[Instructions to follow]
Read the lines of the data below and retrieve those with "stem".

[Records provided]
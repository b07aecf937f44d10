#[derive(Debug, thiserror::Error)]
pub enum FolioError {
    #[error("Project data not found for year {0}")]
    UnknownYear(String),
    #[error("Project {0} has no pages")]
    EmptyProject(String),
    #[error("invalid viewer config: {0}")]
    Config(#[from] serde_json::Error),
}
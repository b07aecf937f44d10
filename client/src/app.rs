use std::cell::{Cell, RefCell};
use std::rc::Rc;

use js_sys::Reflect;
use wasm_bindgen::prelude::*;
use wasm_bindgen::JsCast;
use wasm_bindgen_futures::spawn_local;
use web_sys::{Document, Element, Event, EventTarget, HtmlButtonElement, KeyboardEvent, Window};

use folio_shared::markup::{year_card_html, ACCESS_WARNING, VIEW_BUTTON_CLASS, YEAR_CARD_CLASS};
use folio_shared::protection::{viewer_key, ViewerKey};
use folio_shared::resolver::candidate_paths;
use folio_shared::{Catalog, Direction, ImageProbe, Navigator, ProbeResult, ViewerConfig};

use crate::dom::{add_listener, closest_attribute, get_element, show_error_toast};
use crate::loader::{revoke, ObjectUrlProbe};
use crate::protection;
use crate::viewer::{close_viewer, navigate_viewer, open_viewer, SharedViewer, Viewer};

const CONFIG_ELEMENT_ID: &str = "folioConfig";

fn debug_enabled(window: &Window) -> bool {
    let search = window.location().search().ok().unwrap_or_default();
    search.contains("debug=1")
        || search.contains("debug=true")
        || search.contains("log=1")
        || search.contains("log=true")
}

fn document_ready_state(document: &Document) -> Option<String> {
    Reflect::get(document.as_ref(), &JsValue::from_str("readyState"))
        .ok()?
        .as_string()
}

fn init_logging(window: &Window) {
    let level = if debug_enabled(window) {
        log::Level::Debug
    } else {
        log::Level::Info
    };
    if console_log::init_with_level(level).is_err() {
        web_sys::console::warn_1(&"logger already installed".into());
    }
}

pub fn read_config(document: &Document) -> ViewerConfig {
    let text = document
        .get_element_by_id(CONFIG_ELEMENT_ID)
        .and_then(|element| element.text_content())
        .unwrap_or_default();
    ViewerConfig::from_json(&text).unwrap_or_else(|err| {
        log::warn!("ignoring host config: {err}");
        ViewerConfig::default()
    })
}

pub fn render_year_cards(
    document: &Document,
    grid: &Element,
    catalog: &Catalog,
) -> Result<usize, JsValue> {
    grid.set_inner_html("");
    for entry in catalog.entries() {
        let card = document.create_element("div")?;
        card.set_class_name(YEAR_CARD_CLASS);
        card.set_attribute("data-year", entry.year)?;
        card.set_inner_html(&year_card_html(entry));
        grid.append_child(&card)?;
    }
    let count = catalog.entries().len();
    log::info!("created {count} year cards");
    Ok(count)
}

fn year_from_click(event: &Event) -> Option<String> {
    let target: Element = event.target()?.dyn_into().ok()?;
    closest_attribute(&target, &format!(".{VIEW_BUTTON_CLASS}"), "data-year")
        .or_else(|| closest_attribute(&target, &format!(".{YEAR_CARD_CLASS}"), "data-year"))
}

fn bind_controls(document: &Document, viewer: &SharedViewer) -> Result<(), JsValue> {
    {
        let viewer = viewer.clone();
        add_listener(document, "click", move |event: Event| {
            if let Some(year) = year_from_click(&event) {
                log::debug!("project card clicked for year {year}");
                open_viewer(&viewer, &year);
            }
        })?;
    }

    let close_button: HtmlButtonElement = get_element(document, "modalClose")?;
    {
        let viewer = viewer.clone();
        add_listener(&close_button, "click", move |_: Event| close_viewer(&viewer))?;
    }

    for (id, direction) in [("prevBtn", Direction::Previous), ("nextBtn", Direction::Next)] {
        let button: HtmlButtonElement = get_element(document, id)?;
        let viewer = viewer.clone();
        add_listener(&button, "click", move |_: Event| {
            navigate_viewer(&viewer, direction);
        })?;
    }

    let modal: Element = get_element(document, "imageViewerModal")?;
    {
        let viewer = viewer.clone();
        let backdrop: EventTarget = modal.clone().into();
        add_listener(&modal, "click", move |event: Event| {
            if event.target().as_ref() == Some(&backdrop) {
                log::debug!("modal background clicked");
                close_viewer(&viewer);
            }
        })?;
    }

    {
        let viewer = viewer.clone();
        add_listener(document, "keydown", move |event: Event| {
            let Ok(event) = event.dyn_into::<KeyboardEvent>() else {
                return;
            };
            let open = viewer
                .try_borrow()
                .map(|viewer| viewer.is_open())
                .unwrap_or(false);
            if !open {
                return;
            }
            let Some(action) = viewer_key(&event.key()) else {
                return;
            };
            event.prevent_default();
            match action {
                ViewerKey::Previous => navigate_viewer(&viewer, Direction::Previous),
                ViewerKey::Next => navigate_viewer(&viewer, Direction::Next),
                ViewerKey::Close => close_viewer(&viewer),
            }
        })?;
    }

    log::debug!("event listeners bound");
    Ok(())
}

/// Probes the first page of the first project once so a broken asset
/// layout is reported before anyone opens the viewer.
fn check_image_access(
    window: &Window,
    document: &Document,
    config: &ViewerConfig,
    catalog: &Catalog,
) {
    let Some(entry) = catalog.first() else {
        return;
    };
    let Some(path) = candidate_paths(&config.base_path, entry.year, 1).into_iter().next() else {
        return;
    };
    let window = window.clone();
    let document = document.clone();
    let timeout_ms = config.probe_timeout_ms;
    let toast_ms = config.error_toast_ms;
    let year = entry.year;
    spawn_local(async move {
        let mut probe = ObjectUrlProbe::new(window.clone(), timeout_ms);
        match probe.probe(&path).await {
            ProbeResult::Loaded(url) => {
                revoke(&url);
                log::info!("image access check passed: {path}");
            }
            ProbeResult::Failed | ProbeResult::TimedOut => {
                log::error!("image access check failed: cannot access {path}");
                log::warn!("check that the asset folder exists and is lowercase");
                log::warn!("check that {year}/ exists under the asset folder");
                log::warn!("check file name case; static hosts are case-sensitive");
                show_error_toast(&window, &document, ACCESS_WARNING, toast_ms);
            }
        }
    });
}

#[wasm_bindgen(start)]
pub fn run() -> Result<(), JsValue> {
    console_error_panic_hook::set_once();

    let window = web_sys::window().ok_or_else(|| JsValue::from_str("Missing window"))?;
    let document = window
        .document()
        .ok_or_else(|| JsValue::from_str("Missing document"))?;
    let started = Rc::new(Cell::new(false));

    if document_ready_state(&document).as_deref() != Some("loading") {
        started.set(true);
        return start_app();
    }

    let onready_started = started.clone();
    let onready = Closure::<dyn FnMut(Event)>::new(move |_| {
        if onready_started.replace(true) {
            return;
        }
        if let Err(err) = start_app() {
            web_sys::console::error_1(&err);
        }
    });
    document.add_event_listener_with_callback(
        "DOMContentLoaded",
        onready.as_ref().unchecked_ref(),
    )?;
    onready.forget();

    Ok(())
}

fn start_app() -> Result<(), JsValue> {
    let window = web_sys::window().ok_or_else(|| JsValue::from_str("Missing window"))?;
    let document = window
        .document()
        .ok_or_else(|| JsValue::from_str("Missing document"))?;
    init_logging(&window);

    let Some(grid) = document.get_element_by_id("yearsGrid") else {
        log::info!("no project grid on this page; viewer not started");
        return Ok(());
    };

    let config = read_config(&document);
    log::debug!("base path for images: {}", config.base_path);
    let catalog = Catalog::builtin();
    render_year_cards(&document, &grid, &catalog)?;

    let viewer: SharedViewer = Rc::new(RefCell::new(Viewer::new(
        window.clone(),
        document.clone(),
        config.clone(),
        Navigator::new(catalog),
    )?));
    bind_controls(&document, &viewer)?;
    protection::install(&window, &document, &viewer, config.notice_ms)?;

    if config.access_check {
        check_image_access(&window, &document, &config, &catalog);
    }
    log::info!("viewer ready");
    Ok(())
}
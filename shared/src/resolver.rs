use crate::placeholder::placeholder_data_url;

#[derive(Clone, Copy, Debug, PartialEq, Eq)]
pub enum PageNaming {
    /// `page-3`
    Prefixed,
    /// `3`
    Bare,
    /// `Page-3`
    Capitalized,
    /// `PAGE-3`
    Uppercase,
}

#[derive(Clone, Copy, Debug, PartialEq, Eq)]
pub struct CandidateTemplate {
    pub naming: PageNaming,
    pub extension: &'static str,
}

impl CandidateTemplate {
    const fn new(naming: PageNaming, extension: &'static str) -> Self {
        Self { naming, extension }
    }

    pub fn file_name(&self, page: u32) -> String {
        let stem = match self.naming {
            PageNaming::Prefixed => format!("page-{page}"),
            PageNaming::Bare => page.to_string(),
            PageNaming::Capitalized => format!("Page-{page}"),
            PageNaming::Uppercase => format!("PAGE-{page}"),
        };
        format!("{stem}.{}", self.extension)
    }
}

/// Naming conventions in the order they are tried.
pub const CANDIDATE_TEMPLATES: [CandidateTemplate; 8] = [
    CandidateTemplate::new(PageNaming::Prefixed, "jpg"),
    CandidateTemplate::new(PageNaming::Bare, "jpg"),
    CandidateTemplate::new(PageNaming::Prefixed, "jpeg"),
    CandidateTemplate::new(PageNaming::Bare, "jpeg"),
    CandidateTemplate::new(PageNaming::Prefixed, "png"),
    CandidateTemplate::new(PageNaming::Bare, "png"),
    CandidateTemplate::new(PageNaming::Capitalized, "jpg"),
    CandidateTemplate::new(PageNaming::Uppercase, "JPG"),
];

pub fn candidate_paths(base_path: &str, year: &str, page: u32) -> Vec<String> {
    let base = base_path.trim_end_matches('/');
    let mut paths: Vec<String> = Vec::with_capacity(CANDIDATE_TEMPLATES.len());
    for template in &CANDIDATE_TEMPLATES {
        let path = if base.is_empty() {
            format!("{year}/{}", template.file_name(page))
        } else {
            format!("{base}/{year}/{}", template.file_name(page))
        };
        if !paths.contains(&path) {
            paths.push(path);
        }
    }
    paths
}

/// Location shown to the user when every candidate failed.
pub fn expected_path(year: &str, page: u32) -> String {
    format!("pdf/{year}/{}", CANDIDATE_TEMPLATES[0].file_name(page))
}

#[derive(Debug)]
pub enum ProbeResult<T> {
    Loaded(T),
    Failed,
    TimedOut,
}

/// One image load attempt. Implementations must resolve (never hang) within
/// their own timeout.
#[allow(async_fn_in_trait)]
pub trait ImageProbe {
    type Loaded;

    async fn probe(&mut self, path: &str) -> ProbeResult<Self::Loaded>;
}

#[derive(Debug)]
pub enum Resolution<T> {
    Found {
        path: String,
        image: T,
        attempts: usize,
    },
    Placeholder {
        data_url: String,
        attempts: usize,
    },
}

impl<T> Resolution<T> {
    pub fn attempts(&self) -> usize {
        match self {
            Resolution::Found { attempts, .. } | Resolution::Placeholder { attempts, .. } => {
                *attempts
            }
        }
    }

    pub fn is_placeholder(&self) -> bool {
        matches!(self, Resolution::Placeholder { .. })
    }
}

/// Tries every candidate for `(year, page)` one after another and stops at the
/// first that loads. Exhausting the list yields the generated placeholder.
pub async fn resolve_page<P: ImageProbe>(
    probe: &mut P,
    base_path: &str,
    year: &str,
    page: u32,
) -> Resolution<P::Loaded> {
    let candidates = candidate_paths(base_path, year, page);
    let total = candidates.len();
    for (index, path) in candidates.into_iter().enumerate() {
        log::debug!("trying path {}/{total}: {path}", index + 1);
        match probe.probe(&path).await {
            ProbeResult::Loaded(image) => {
                log::info!("page {page} of {year} loaded from {path}");
                return Resolution::Found {
                    path,
                    image,
                    attempts: index + 1,
                };
            }
            ProbeResult::Failed => log::debug!("failed with path: {path}"),
            ProbeResult::TimedOut => log::debug!("timed out on path: {path}"),
        }
    }
    log::warn!("image not found for page {page} of year {year}");
    Resolution::Placeholder {
        data_url: placeholder_data_url(year, page),
        attempts: total,
    }
}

[Task response]
        let stem = match self.naming {
        format!("{stem}.{}", self.extension)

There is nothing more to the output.